## WHAT THE TASK REQUIRES:
Below are lines of data; restate word for word those running from the line containing "(JobStatus::Failed, Some(detail))" to the line containing "for running in", inclusive, and no others.

## DATA SHOWN:
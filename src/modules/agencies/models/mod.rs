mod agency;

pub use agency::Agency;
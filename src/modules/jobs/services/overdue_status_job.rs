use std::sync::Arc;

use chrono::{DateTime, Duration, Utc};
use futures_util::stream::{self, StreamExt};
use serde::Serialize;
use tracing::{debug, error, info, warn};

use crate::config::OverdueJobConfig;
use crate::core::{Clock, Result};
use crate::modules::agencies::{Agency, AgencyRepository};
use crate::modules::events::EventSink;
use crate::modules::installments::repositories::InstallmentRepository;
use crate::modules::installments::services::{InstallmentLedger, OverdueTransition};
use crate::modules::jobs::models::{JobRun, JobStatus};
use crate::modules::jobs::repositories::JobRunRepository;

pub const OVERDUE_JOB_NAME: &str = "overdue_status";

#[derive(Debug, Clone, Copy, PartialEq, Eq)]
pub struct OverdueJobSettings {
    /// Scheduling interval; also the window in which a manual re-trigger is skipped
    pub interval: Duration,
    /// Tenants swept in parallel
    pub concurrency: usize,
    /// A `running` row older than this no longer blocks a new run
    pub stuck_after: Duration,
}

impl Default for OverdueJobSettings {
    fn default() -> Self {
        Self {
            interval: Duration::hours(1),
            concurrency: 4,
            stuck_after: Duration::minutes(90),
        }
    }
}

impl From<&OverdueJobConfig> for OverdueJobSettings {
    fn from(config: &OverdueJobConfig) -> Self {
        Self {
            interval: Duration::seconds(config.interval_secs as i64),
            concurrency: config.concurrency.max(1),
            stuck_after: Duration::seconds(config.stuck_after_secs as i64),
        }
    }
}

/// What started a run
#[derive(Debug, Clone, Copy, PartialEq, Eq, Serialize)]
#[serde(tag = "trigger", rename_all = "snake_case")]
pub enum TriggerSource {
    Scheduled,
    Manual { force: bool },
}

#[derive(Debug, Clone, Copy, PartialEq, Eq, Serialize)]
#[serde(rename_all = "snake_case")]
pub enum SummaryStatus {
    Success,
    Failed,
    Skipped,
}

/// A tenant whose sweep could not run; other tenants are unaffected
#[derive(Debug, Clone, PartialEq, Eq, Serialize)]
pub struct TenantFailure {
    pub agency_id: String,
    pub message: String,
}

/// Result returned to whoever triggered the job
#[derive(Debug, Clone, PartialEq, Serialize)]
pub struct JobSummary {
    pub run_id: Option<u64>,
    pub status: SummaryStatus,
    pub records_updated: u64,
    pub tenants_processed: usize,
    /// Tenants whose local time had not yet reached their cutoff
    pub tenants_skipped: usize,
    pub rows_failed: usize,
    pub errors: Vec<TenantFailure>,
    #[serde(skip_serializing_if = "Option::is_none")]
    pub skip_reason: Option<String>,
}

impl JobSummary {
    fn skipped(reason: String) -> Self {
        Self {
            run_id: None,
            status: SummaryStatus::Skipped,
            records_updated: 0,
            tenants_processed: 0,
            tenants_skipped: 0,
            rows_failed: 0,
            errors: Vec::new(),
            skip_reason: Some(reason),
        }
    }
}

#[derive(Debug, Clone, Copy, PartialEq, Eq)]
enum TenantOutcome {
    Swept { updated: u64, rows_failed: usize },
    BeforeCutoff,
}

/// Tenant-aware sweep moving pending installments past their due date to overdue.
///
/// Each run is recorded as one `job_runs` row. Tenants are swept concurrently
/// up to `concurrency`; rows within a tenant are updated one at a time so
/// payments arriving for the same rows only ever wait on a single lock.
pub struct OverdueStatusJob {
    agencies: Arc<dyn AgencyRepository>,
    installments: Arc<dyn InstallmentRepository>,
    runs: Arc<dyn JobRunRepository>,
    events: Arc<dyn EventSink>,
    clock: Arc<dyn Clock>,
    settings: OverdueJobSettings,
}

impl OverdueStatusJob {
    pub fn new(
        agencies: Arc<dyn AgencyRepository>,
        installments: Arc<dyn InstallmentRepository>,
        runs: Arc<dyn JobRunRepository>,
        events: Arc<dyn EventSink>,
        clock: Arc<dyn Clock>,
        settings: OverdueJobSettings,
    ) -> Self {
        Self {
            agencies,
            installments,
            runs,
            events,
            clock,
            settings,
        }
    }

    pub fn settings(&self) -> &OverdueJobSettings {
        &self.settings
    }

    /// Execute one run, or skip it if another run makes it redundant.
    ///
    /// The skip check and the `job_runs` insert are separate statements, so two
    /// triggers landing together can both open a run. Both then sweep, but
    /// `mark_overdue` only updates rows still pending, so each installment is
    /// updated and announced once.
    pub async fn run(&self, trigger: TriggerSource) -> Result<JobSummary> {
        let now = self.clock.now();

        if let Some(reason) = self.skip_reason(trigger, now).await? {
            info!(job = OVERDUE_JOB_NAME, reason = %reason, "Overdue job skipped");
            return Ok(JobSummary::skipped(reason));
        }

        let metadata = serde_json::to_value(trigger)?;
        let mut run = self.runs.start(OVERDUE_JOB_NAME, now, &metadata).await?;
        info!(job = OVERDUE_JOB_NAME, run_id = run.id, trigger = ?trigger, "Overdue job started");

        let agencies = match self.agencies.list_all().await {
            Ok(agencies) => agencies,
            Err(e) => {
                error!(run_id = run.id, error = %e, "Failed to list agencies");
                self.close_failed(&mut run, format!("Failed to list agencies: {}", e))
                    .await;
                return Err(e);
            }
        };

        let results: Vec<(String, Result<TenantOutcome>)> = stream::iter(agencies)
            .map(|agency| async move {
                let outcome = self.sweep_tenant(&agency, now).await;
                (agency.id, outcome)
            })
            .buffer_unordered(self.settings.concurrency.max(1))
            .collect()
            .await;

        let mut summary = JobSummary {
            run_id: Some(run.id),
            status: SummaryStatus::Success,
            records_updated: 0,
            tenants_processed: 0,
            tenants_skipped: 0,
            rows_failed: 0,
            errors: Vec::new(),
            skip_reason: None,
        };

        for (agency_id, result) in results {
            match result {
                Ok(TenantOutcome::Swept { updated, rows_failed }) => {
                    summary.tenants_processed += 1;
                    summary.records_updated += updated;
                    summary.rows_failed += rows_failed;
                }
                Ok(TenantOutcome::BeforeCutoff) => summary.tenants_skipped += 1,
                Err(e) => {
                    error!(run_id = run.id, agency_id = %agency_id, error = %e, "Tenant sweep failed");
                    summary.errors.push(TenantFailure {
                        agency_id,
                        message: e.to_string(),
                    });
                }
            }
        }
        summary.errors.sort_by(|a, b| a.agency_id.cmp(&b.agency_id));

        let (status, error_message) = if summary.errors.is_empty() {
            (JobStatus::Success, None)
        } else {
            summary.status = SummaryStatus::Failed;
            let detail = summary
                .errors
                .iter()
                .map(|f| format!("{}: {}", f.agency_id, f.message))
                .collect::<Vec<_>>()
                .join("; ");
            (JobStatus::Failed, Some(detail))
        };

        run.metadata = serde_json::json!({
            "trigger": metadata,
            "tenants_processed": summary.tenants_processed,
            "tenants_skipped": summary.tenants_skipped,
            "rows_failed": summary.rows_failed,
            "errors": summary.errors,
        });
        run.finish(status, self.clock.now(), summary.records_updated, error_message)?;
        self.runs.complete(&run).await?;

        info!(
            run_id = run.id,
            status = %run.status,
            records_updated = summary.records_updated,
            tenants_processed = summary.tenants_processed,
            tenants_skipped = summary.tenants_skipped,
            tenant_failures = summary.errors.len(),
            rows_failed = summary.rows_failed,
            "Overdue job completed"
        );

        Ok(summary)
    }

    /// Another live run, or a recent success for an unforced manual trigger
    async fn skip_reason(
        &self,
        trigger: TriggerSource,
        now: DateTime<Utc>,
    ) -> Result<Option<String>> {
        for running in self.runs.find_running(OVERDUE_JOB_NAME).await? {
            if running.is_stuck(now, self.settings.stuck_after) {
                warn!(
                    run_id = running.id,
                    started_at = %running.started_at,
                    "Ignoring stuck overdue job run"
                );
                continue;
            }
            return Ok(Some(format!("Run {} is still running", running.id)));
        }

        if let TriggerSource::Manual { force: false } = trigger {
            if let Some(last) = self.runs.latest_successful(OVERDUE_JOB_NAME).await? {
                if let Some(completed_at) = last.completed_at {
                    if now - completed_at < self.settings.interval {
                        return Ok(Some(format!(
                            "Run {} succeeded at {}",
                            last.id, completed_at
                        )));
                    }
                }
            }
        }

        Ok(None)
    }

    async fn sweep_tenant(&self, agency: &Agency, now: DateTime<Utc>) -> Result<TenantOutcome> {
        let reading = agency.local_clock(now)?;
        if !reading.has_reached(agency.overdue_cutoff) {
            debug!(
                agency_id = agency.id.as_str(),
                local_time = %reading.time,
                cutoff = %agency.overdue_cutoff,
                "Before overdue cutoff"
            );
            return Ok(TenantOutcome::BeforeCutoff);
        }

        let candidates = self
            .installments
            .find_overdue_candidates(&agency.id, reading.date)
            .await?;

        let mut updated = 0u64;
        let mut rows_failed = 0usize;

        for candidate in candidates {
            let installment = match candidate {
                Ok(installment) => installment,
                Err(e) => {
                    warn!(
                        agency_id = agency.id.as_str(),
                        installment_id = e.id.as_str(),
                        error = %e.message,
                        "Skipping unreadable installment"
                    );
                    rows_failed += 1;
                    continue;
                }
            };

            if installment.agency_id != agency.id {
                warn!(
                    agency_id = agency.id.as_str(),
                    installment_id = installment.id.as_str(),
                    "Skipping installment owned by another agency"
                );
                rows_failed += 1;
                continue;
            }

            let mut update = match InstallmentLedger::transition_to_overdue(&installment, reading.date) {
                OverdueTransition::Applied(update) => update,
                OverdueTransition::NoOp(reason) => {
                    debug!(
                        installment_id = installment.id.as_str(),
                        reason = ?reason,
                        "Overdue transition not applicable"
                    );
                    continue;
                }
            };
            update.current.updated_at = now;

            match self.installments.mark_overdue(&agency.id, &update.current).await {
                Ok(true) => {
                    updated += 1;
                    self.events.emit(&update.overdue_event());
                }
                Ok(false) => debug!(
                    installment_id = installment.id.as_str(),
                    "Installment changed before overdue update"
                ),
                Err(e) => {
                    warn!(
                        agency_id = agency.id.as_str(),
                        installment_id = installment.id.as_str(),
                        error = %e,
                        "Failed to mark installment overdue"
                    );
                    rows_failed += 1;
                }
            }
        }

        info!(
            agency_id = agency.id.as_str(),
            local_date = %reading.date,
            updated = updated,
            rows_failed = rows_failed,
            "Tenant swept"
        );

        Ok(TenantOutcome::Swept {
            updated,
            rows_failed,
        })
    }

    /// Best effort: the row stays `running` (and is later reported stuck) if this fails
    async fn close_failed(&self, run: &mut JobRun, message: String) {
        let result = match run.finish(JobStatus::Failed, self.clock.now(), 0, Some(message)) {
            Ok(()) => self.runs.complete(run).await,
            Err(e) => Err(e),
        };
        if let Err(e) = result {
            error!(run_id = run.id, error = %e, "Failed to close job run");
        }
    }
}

## RESPONSE:
            (JobStatus::Failed, Some(detail))
        };

        run.metadata = serde_json::json!({
            "trigger": metadata,
            "tenants_processed": summary.tenants_processed,
            "tenants_skipped": summary.tenants_skipped,
            "rows_failed": summary.rows_failed,
            "errors": summary.errors,
        });
        run.finish(status, self.clock.now(), summary.records_updated, error_message)?;
        self.runs.complete(&run).await?;

        info!(
            run_id = run.id,
            status = %run.status,
            records_updated = summary.records_updated,
            tenants_processed = summary.tenants_processed,
            tenants_skipped = summary.tenants_skipped,
            tenant_failures = summary.errors.len(),
            rows_failed = summary.rows_failed,
            "Overdue job completed"
        );

        Ok(summary)
    }

    /// Another live run, or a recent success for an unforced manual trigger
    async fn skip_reason(
        &self,
        trigger: TriggerSource,
        now: DateTime<Utc>,
    ) -> Result<Option<String>> {
        for running in self.runs.find_running(OVERDUE_JOB_NAME).await? {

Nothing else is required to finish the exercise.